Biometric technology has been available for more than 15 years. However, until recently, the only users were a handful of government and military agencies. Wide-scale commercial applications were ignored because the James Bond-type technology was viewed as too obscure, too esoteric or too expensive.

Today, the price of biometric products and systems is falling as demand for the technology grows and more vendors enter the business. The Freedonia Group (Cleveland) predicts that the market will expand from $105 million in 2000 to $550 million by 2005. By the end of this decade, it will be a $1.5 billion market.

Finger scanning is the leading biometric technology. Fingerprint recognition is popular because of its accuracy, speed, reliability, nonintrusive interfaces and cost-effectiveness. By 2005, the Freedonia Group expects fingerprint scanning devices to account for 36 percent of the biometric access controls market, or $200 million. It will be a $500 million market by the end of this decade.

Demand is being driven by the personal computer industry, which will be incorporating the technology to address growing security concerns. More and more computers will be equipped with built-in fingerprint readers, because biometric systems are much more difficult to breach than traditional password-based user-authentication systems.

Manufacturers of cell phones, personal digital assistants and other electronic devices are also expected to incorporate touch-and-go fingerprint sensors into their products. Other potential applications include electronic fingerprint systems for passenger check-in at airports.

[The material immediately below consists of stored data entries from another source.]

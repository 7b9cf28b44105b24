//! Test support utilities shared across unit and integration tests.

use std::collections::VecDeque;
use std::ffi::OsString;
use std::net::{IpAddr, Ipv4Addr};
use std::sync::{Arc, Mutex, MutexGuard};

use thiserror::Error;

use crate::backend::{Backend, BackendFuture, CreateRequest, Device, MachineAddresses};
use crate::remote::{
    CommandOutput, CommandRunner, RemoteCommandOutput, RemoteError, RemoteExecutor, RemoteFuture,
    SshCredentials, SshTarget,
};

fn locked<T>(mutex: &Mutex<T>) -> MutexGuard<'_, T> {
    mutex
        .lock()
        .unwrap_or_else(std::sync::PoisonError::into_inner)
}

/// Scripted command runner that returns pre-seeded outputs in FIFO order.
///
/// Used to drive deterministic command outcomes without spawning processes.
#[derive(Clone, Debug, Default)]
pub struct ScriptedRunner {
    responses: Arc<Mutex<VecDeque<CommandOutput>>>,
    invocations: Arc<Mutex<Vec<CommandInvocation>>>,
}

/// Records a single invocation made through [`ScriptedRunner`].
#[derive(Clone, Debug, Eq, PartialEq)]
pub struct CommandInvocation {
    /// Program name as passed to the runner.
    pub program: String,
    /// Arguments passed to the program.
    pub args: Vec<OsString>,
    /// Extra environment variables.
    pub env: Vec<(String, String)>,
}

impl CommandInvocation {
    /// Returns a shell-like command string for assertions.
    #[must_use]
    pub fn command_string(&self) -> String {
        let mut parts = Vec::with_capacity(self.args.len() + 1);
        parts.push(self.program.clone());
        parts.extend(
            self.args
                .iter()
                .map(|arg| arg.to_string_lossy().into_owned()),
        );
        parts.join(" ")
    }
}

impl ScriptedRunner {
    /// Creates a new runner with no queued responses.
    #[must_use]
    pub fn new() -> Self {
        Self::default()
    }

    /// Returns a snapshot of all invocations recorded so far.
    #[must_use]
    pub fn invocations(&self) -> Vec<CommandInvocation> {
        locked(&self.invocations).clone()
    }

    /// Pushes a successful exit status.
    pub fn push_success(&self) {
        self.push_output(Some(0), "", "");
    }

    /// Pushes an explicit command output response.
    pub fn push_output(
        &self,
        code: Option<i32>,
        stdout: impl Into<String>,
        stderr: impl Into<String>,
    ) {
        locked(&self.responses).push_back(CommandOutput {
            code,
            stdout: stdout.into(),
            stderr: stderr.into(),
        });
    }
}

impl CommandRunner for ScriptedRunner {
    fn run_with_env(
        &self,
        program: &str,
        args: &[OsString],
        env: &[(String, String)],
    ) -> Result<CommandOutput, RemoteError> {
        locked(&self.invocations).push(CommandInvocation {
            program: program.to_owned(),
            args: args.to_vec(),
            env: env.to_vec(),
        });
        locked(&self.responses)
            .pop_front()
            .ok_or_else(|| RemoteError::Spawn {
                program: program.to_owned(),
                message: String::from("no scripted response available"),
            })
    }
}

/// Remote executor that answers from a queue, then falls back to a default.
///
/// The default is a successful, silent command, so machines look reachable
/// unless a test says otherwise.
#[derive(Clone, Debug)]
pub struct FakeExecutor {
    responses: Arc<Mutex<VecDeque<Result<RemoteCommandOutput, RemoteError>>>>,
    fallback: Arc<Mutex<Result<RemoteCommandOutput, RemoteError>>>,
    commands: Arc<Mutex<Vec<String>>>,
}

impl Default for FakeExecutor {
    fn default() -> Self {
        Self {
            responses: Arc::default(),
            fallback: Arc::new(Mutex::new(Ok(RemoteCommandOutput {
                exit_code: Some(0),
                ..RemoteCommandOutput::default()
            }))),
            commands: Arc::default(),
        }
    }
}

impl FakeExecutor {
    /// Creates an executor where every command succeeds silently.
    #[must_use]
    pub fn new() -> Self {
        Self::default()
    }

    /// Creates an executor where every command fails as if the SSH
    /// connection was refused.
    #[must_use]
    pub fn unreachable() -> Self {
        let executor = Self::default();
        executor.set_fallback(Ok(RemoteCommandOutput {
            exit_code: Some(255),
            stdout: String::new(),
            stderr: String::from("ssh: connect to host: Connection refused"),
        }));
        executor
    }

    /// Queues one response.
    pub fn push_output(&self, output: RemoteCommandOutput) {
        locked(&self.responses).push_back(Ok(output));
    }

    /// Queues a successful response with `stdout`.
    pub fn push_stdout(&self, stdout: impl Into<String>) {
        self.push_output(RemoteCommandOutput {
            exit_code: Some(0),
            stdout: stdout.into(),
            stderr: String::new(),
        });
    }

    /// Queues an execution error.
    pub fn push_error(&self, error: RemoteError) {
        locked(&self.responses).push_back(Err(error));
    }

    /// Replaces the response used once the queue is empty.
    pub fn set_fallback(&self, response: Result<RemoteCommandOutput, RemoteError>) {
        *locked(&self.fallback) = response;
    }

    /// Commands received so far, in order.
    #[must_use]
    pub fn commands(&self) -> Vec<String> {
        locked(&self.commands).clone()
    }
}

impl RemoteExecutor for FakeExecutor {
    fn run<'a>(
        &'a self,
        _target: SshTarget,
        _credentials: &'a SshCredentials,
        command: &'a str,
    ) -> RemoteFuture<'a> {
        locked(&self.commands).push(command.to_owned());
        let response = locked(&self.responses)
            .pop_front()
            .unwrap_or_else(|| locked(&self.fallback).clone());
        Box::pin(async move { response })
    }
}

/// Error returned by [`FakeBackend`].
#[derive(Clone, Debug, Error, Eq, PartialEq)]
#[error("fake backend: {0}")]
pub struct FakeBackendError(pub String);

/// Outcome of one scripted create call.
#[derive(Clone, Debug, Eq, PartialEq)]
pub enum CreateScript {
    /// Create succeeds with both addresses.
    Succeed,
    /// Create succeeds but reports no public address.
    MissingPublicAddress,
    /// Create fails with the given message.
    Fail(String),
}

/// Calls observed by [`FakeBackend`].
#[derive(Clone, Debug, Default, Eq, PartialEq)]
pub struct BackendCalls {
    /// Names passed to `create`, in order.
    pub created: Vec<String>,
    /// Ids passed to `destroy`, in order.
    pub destroyed: Vec<String>,
    /// Names passed to `destroy_by_name`, in order.
    pub destroyed_by_name: Vec<String>,
    /// Number of `release` calls.
    pub released: usize,
    /// User data received by each create call.
    pub user_data: Vec<Vec<u8>>,
}

#[derive(Debug, Default)]
struct FakeBackendState {
    script: VecDeque<CreateScript>,
    calls: BackendCalls,
    live: Vec<String>,
    failing_destroys: Vec<String>,
    next_id: u32,
}

/// In-memory backend with scripted create outcomes.
///
/// Creates succeed unless a script entry says otherwise. Machines that
/// supported consoles get a boot banner written to their sink.
#[derive(Clone, Debug, Default)]
pub struct FakeBackend {
    state: Arc<Mutex<FakeBackendState>>,
    console: bool,
    stall_address_lookup: bool,
    substitutions: &'static [(&'static str, &'static str)],
}

/// Banner written to console sinks by [`FakeBackend`].
pub const FAKE_CONSOLE_BANNER: &str = "fake console: booting\n";

impl FakeBackend {
    /// Creates a backend without console capture.
    #[must_use]
    pub fn new() -> Self {
        Self::default()
    }

    /// Enables console capture.
    #[must_use]
    pub fn with_console(mut self) -> Self {
        self.console = true;
        self
    }

    /// Makes `resolve_addresses` wait forever, as a provider that never
    /// reports the machine's addresses would.
    #[must_use]
    pub fn with_stalled_address_lookup(mut self) -> Self {
        self.stall_address_lookup = true;
        self
    }

    /// Sets the user-data substitutions the backend advertises.
    #[must_use]
    pub fn with_substitutions(
        mut self,
        substitutions: &'static [(&'static str, &'static str)],
    ) -> Self {
        self.substitutions = substitutions;
        self
    }

    /// Queues create outcomes consumed in order.
    pub fn script(&self, outcomes: impl IntoIterator<Item = CreateScript>) {
        locked(&self.state).script.extend(outcomes);
    }

    /// Makes `destroy` fail for the machine with `id`.
    pub fn fail_destroy(&self, id: impl Into<String>) {
        locked(&self.state).failing_destroys.push(id.into());
    }

    /// Snapshot of the calls observed so far.
    #[must_use]
    pub fn calls(&self) -> BackendCalls {
        locked(&self.state).calls.clone()
    }

    /// Ids of machines created and not yet destroyed.
    #[must_use]
    pub fn live(&self) -> Vec<String> {
        locked(&self.state).live.clone()
    }

    fn create_now(&self, request: &CreateRequest) -> Result<Device, FakeBackendError> {
        let mut state = locked(&self.state);
        state.calls.created.push(request.name.clone());
        state.calls.user_data.push(request.user_data.clone());
        let outcome = state.script.pop_front().unwrap_or(CreateScript::Succeed);
        if let CreateScript::Fail(message) = outcome {
            return Err(FakeBackendError(message));
        }

        state.next_id += 1;
        let id = format!("fake-{}", state.next_id);
        state.live.push(id.clone());
        let octet = u8::try_from(state.next_id % 250).unwrap_or(1);
        let public = (outcome == CreateScript::Succeed)
            .then_some(IpAddr::V4(Ipv4Addr::new(203, 0, 113, octet)));
        Ok(Device {
            id,
            name: request.name.clone(),
            addresses: MachineAddresses {
                public,
                private: Some(IpAddr::V4(Ipv4Addr::new(10, 0, 0, octet))),
                ..MachineAddresses::default()
            },
        })
    }
}

impl Backend for FakeBackend {
    type Error = FakeBackendError;

    fn create(&self, request: CreateRequest) -> BackendFuture<'_, Device, Self::Error> {
        Box::pin(async move {
            let device = self.create_now(&request)?;
            if let Some(console) = &request.console {
                console
                    .write_all(FAKE_CONSOLE_BANNER.as_bytes())
                    .map_err(|err| FakeBackendError(err.to_string()))?;
            }
            Ok(device)
        })
    }

    fn resolve_addresses(&self, device: Device) -> BackendFuture<'_, Device, Self::Error> {
        let stall = self.stall_address_lookup;
        Box::pin(async move {
            if stall {
                std::future::pending::<()>().await;
            }
            Ok(device)
        })
    }

    fn destroy<'a>(&'a self, device: &'a Device) -> BackendFuture<'a, (), Self::Error> {
        let result = {
            let mut state = locked(&self.state);
            state.calls.destroyed.push(device.id.clone());
            if state.failing_destroys.contains(&device.id) {
                Err(FakeBackendError(format!("cannot destroy {}", device.id)))
            } else {
                state.live.retain(|id| id != &device.id);
                Ok(())
            }
        };
        Box::pin(async move { result })
    }

    fn destroy_by_name<'a>(&'a self, name: &'a str) -> BackendFuture<'a, (), Self::Error> {
        locked(&self.state)
            .calls
            .destroyed_by_name
            .push(name.to_owned());
        Box::pin(async { Ok(()) })
    }

    fn release(&self) -> BackendFuture<'_, (), Self::Error> {
        locked(&self.state).calls.released += 1;
        Box::pin(async { Ok(()) })
    }

    fn supports_console(&self) -> bool {
        self.console
    }

    fn user_data_substitutions(&self) -> &[(&'static str, &'static str)] {
        self.substitutions
    }
}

Fingerprints can be captured in several different ways, including optical, ultrasound and technologies based on semiconductor chips. Optical methods are the most cost-effective. Most scanners work by using a tiny camera to capture an image of a fingerprint. Then, a series of algorithms convert the image into a map showing unique features.

Finger scanning technology works by matching relationships between the points on a fingertip where print ridges end or divide. The most sophisticated fingerprint identification systems look past the easily obscured outer layer of skin to the living layer below where the unique ridge and valley patterns of the fingerprint originate. Biometric product manufacturers are also experimenting with neural networks, fuzzy logic and ultrasound scanning.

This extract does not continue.